WHAT IS HIS-ASP PHOSPHORELAY?
Histidine-aspartate phosphorelays consist of a series of signal transduction proteins that alternately possess a site of histidine or aspartate phosphorylation, or both. The chemistry of the phosphoramide and acylphosphate linkages involved is distinct from that of the O-phosphate linkages of phosphoserine, phosphothreonine and phosphotyrosine (Fig. 1).

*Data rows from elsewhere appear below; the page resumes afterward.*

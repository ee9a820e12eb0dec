use axum::{
    Form, Json, Router,
    extract::{Path, State},
    http::StatusCode,
    response::{Html, IntoResponse, Response},
    routing::{get, post},
};
use axum_extra::extract::CookieJar;
use serde::Deserialize;
use std::sync::Arc;

use tower_http::services::ServeDir;
use tower_http::trace::TraceLayer;

use tracing::info;

use crate::AppState;
use crate::api::{QuestionApi, QuestionClient};
use crate::chat::{ChatPhase, Message};
use crate::config::AppConfig;
use crate::session::{ChatSession, SessionStore};
use crate::theme::Theme;
use crate::ui;

/// Directory served under `/static`.
pub const STATIC_DIR: &str = "static";

/// Start the Axum server with the provided configuration.
pub async fn start_server(config: Arc<AppConfig>) -> anyhow::Result<()> {
    let client = QuestionClient::new(&config.backend.base_url)?;
    info!(
        name: "backend.config.loaded",
        endpoint = %client.endpoint(),
        "Question backend configured"
    );

    let api: Arc<dyn QuestionApi> = Arc::new(client);
    let state = AppState {
        sessions: SessionStore::new(api),
        config: Arc::clone(&config),
    };

    spawn_session_sweeper(&state);

    let app = build_router(state);

    let addr = format!("{}:{}", config.server.host, config.server.port);
    let listener = tokio::net::TcpListener::bind(&addr).await?;

    info!(
        name: "server.started",
        address = %addr,
        "Server started"
    );

    axum::serve(listener, app.into_make_service()).await?;
    Ok(())
}

/// Build the application router.
pub fn build_router(state: AppState) -> Router {
    Router::new()
        .route("/", get(index_handler))
        .route("/chat/{id}", get(panel_handler))
        .route("/chat/{id}/transcript", get(transcript_handler))
        .route("/chat/{id}/submit", post(submit_handler))
        .route("/chat/{id}/input", post(input_handler))
        .route("/chat/{id}/suggestions/{index}", post(suggestion_handler))
        .route("/chat/{id}/messages", get(messages_handler))
        .route("/theme", post(theme_handler))
        .nest_service("/static", ServeDir::new(STATIC_DIR))
        .layer(TraceLayer::new_for_http())
        .with_state(state)
}

/// Periodically drop sessions that have been idle past the configured timeout.
fn spawn_session_sweeper(state: &AppState) {
    let sessions = state.sessions.clone();
    let idle_timeout = state.config.session.idle_timeout();
    let mut interval = tokio::time::interval(state.config.session.sweep_interval());

    tokio::spawn(async move {
        loop {
            interval.tick().await;
            let removed = sessions.cleanup_expired_with_timeout(idle_timeout);
            if removed > 0 {
                info!(
                    name: "session.swept",
                    removed,
                    remaining = sessions.len(),
                    "Expired chat sessions removed"
                );
            }
        }
    });
}

// ─────────────────────────────────────────────────────────────────────────────
// Handlers
// ─────────────────────────────────────────────────────────────────────────────

/// Returned for session ids the store no longer knows.
#[derive(Debug)]
struct SessionExpired;

impl IntoResponse for SessionExpired {
    fn into_response(self) -> Response {
        (StatusCode::NOT_FOUND, Html(ui::render_session_expired())).into_response()
    }
}

fn session(state: &AppState, id: &str) -> Result<ChatSession, SessionExpired> {
    state.sessions.get(id).ok_or_else(|| {
        tracing::debug!(name: "chat.session.unknown", session_id = %id, "Unknown session");
        SessionExpired
    })
}

fn panel(state: &AppState, session: &ChatSession) -> Html<String> {
    Html(ui::render_panel(session.snapshot(), &state.config.ui))
}

/// GET / - Start a page session and render the full page.
async fn index_handler(State(state): State<AppState>, jar: CookieJar) -> Html<String> {
    let session = state.sessions.create();
    info!(
        name: "chat.session.created",
        session_id = %session.id(),
        "Chat session created"
    );
    Html(ui::render_page(
        session.snapshot(),
        Theme::from_cookies(&jar),
        &state.config.ui,
    ))
}

/// GET /chat/{id} - Current panel.
async fn panel_handler(
    State(state): State<AppState>,
    Path(id): Path<String>,
) -> Result<Html<String>, SessionExpired> {
    let session = session(&state, &id)?;
    Ok(panel(&state, &session))
}

/// GET /chat/{id}/transcript - Poll target of the pending loader.
///
/// While pending only the transcript is returned, so the form is never
/// re-rendered under the user's cursor. Once settled the response is
/// retargeted to the whole panel to re-enable sending.
async fn transcript_handler(
    State(state): State<AppState>,
    Path(id): Path<String>,
) -> Result<Response, SessionExpired> {
    let snapshot = session(&state, &id)?.snapshot();
    if snapshot.phase == ChatPhase::Pending {
        return Ok(Html(ui::render_transcript(snapshot, &state.config.ui)).into_response());
    }

    let retarget = format!("#{}", ui::chat::CHAT_PANEL_ID);
    Ok((
        [("HX-Retarget", retarget), ("HX-Reswap", "outerHTML".to_string())],
        Html(ui::render_settled_panel(snapshot, &state.config.ui)),
    )
        .into_response())
}

/// Form body posted by the prompt input.
#[derive(Debug, Deserialize)]
struct MessageForm {
    #[serde(default)]
    message: String,
}

/// POST /chat/{id}/submit - Send the input; a no-op when blank or pending.
async fn submit_handler(
    State(state): State<AppState>,
    Path(id): Path<String>,
    Form(form): Form<MessageForm>,
) -> Result<Html<String>, SessionExpired> {
    let session = session(&state, &id)?;
    // The request runs detached; the pending loader polls for its outcome.
    let _ = session.submit(form.message);
    Ok(panel(&state, &session))
}

/// POST /chat/{id}/input - Sync the input buffer.
async fn input_handler(
    State(state): State<AppState>,
    Path(id): Path<String>,
    Form(form): Form<MessageForm>,
) -> Result<StatusCode, SessionExpired> {
    session(&state, &id)?.input_changed(form.message);
    Ok(StatusCode::NO_CONTENT)
}

/// POST /chat/{id}/suggestions/{index} - Fill the input with a suggestion.
async fn suggestion_handler(
    State(state): State<AppState>,
    Path((id, index)): Path<(String, usize)>,
) -> Result<Response, SessionExpired> {
    let session = session(&state, &id)?;
    if !session.select_suggestion(index) {
        return Ok((StatusCode::NOT_FOUND, "Unknown suggestion").into_response());
    }
    Ok(panel(&state, &session).into_response())
}

/// GET /chat/{id}/messages - Transcript as JSON.
async fn messages_handler(
    State(state): State<AppState>,
    Path(id): Path<String>,
) -> Result<Json<Vec<Message>>, StatusCode> {
    let session = state.sessions.get(&id).ok_or(StatusCode::NOT_FOUND)?;
    Ok(Json(session.snapshot().messages))
}

/// Form body posted by the theme switch. An unchecked box sends nothing.
#[derive(Debug, Deserialize)]
struct ThemeForm {
    #[serde(default)]
    dark: Option<String>,
}

/// POST /theme - Persist the theme and return a fresh toggle.
async fn theme_handler(jar: CookieJar, Form(form): Form<ThemeForm>) -> impl IntoResponse {
    let theme = Theme::from_toggle(form.dark.is_some());
    tracing::debug!(name: "theme.changed", theme = theme.as_str(), "Theme changed");
    (
        jar.add(theme.cookie()),
        Html(ui::render_theme_toggle(theme)),
    )
}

His-Asp phosphorelay pathways contain up to three types of signalling element. Firstly, a histidine protein kinase (HK), which contains a site of histidine phosphorylation, acts as a transmitter. The HK functions as a dimer, transphosphorylating its partner subunit, using the γ-phosphoryl group of ATP (Surette et al., 1996; Bilwes et al., 1999). The HK communicates with a response regulator protein that possesses a receiver domain containing a conserved site of aspartate phosphorylation. The response regulator protein harbours the cellular output activity of the phosphorelay pathway. Aspartate phosphorylation of the response regulator acts as a molecular switch to control output activity, thus transducing the original signal (Parkinson, 1993). A third module, the histidine phosphotransfer (HPt) domain, allows different receiver domains to communicate with each other in more complex phosphorelays (Fig. 2).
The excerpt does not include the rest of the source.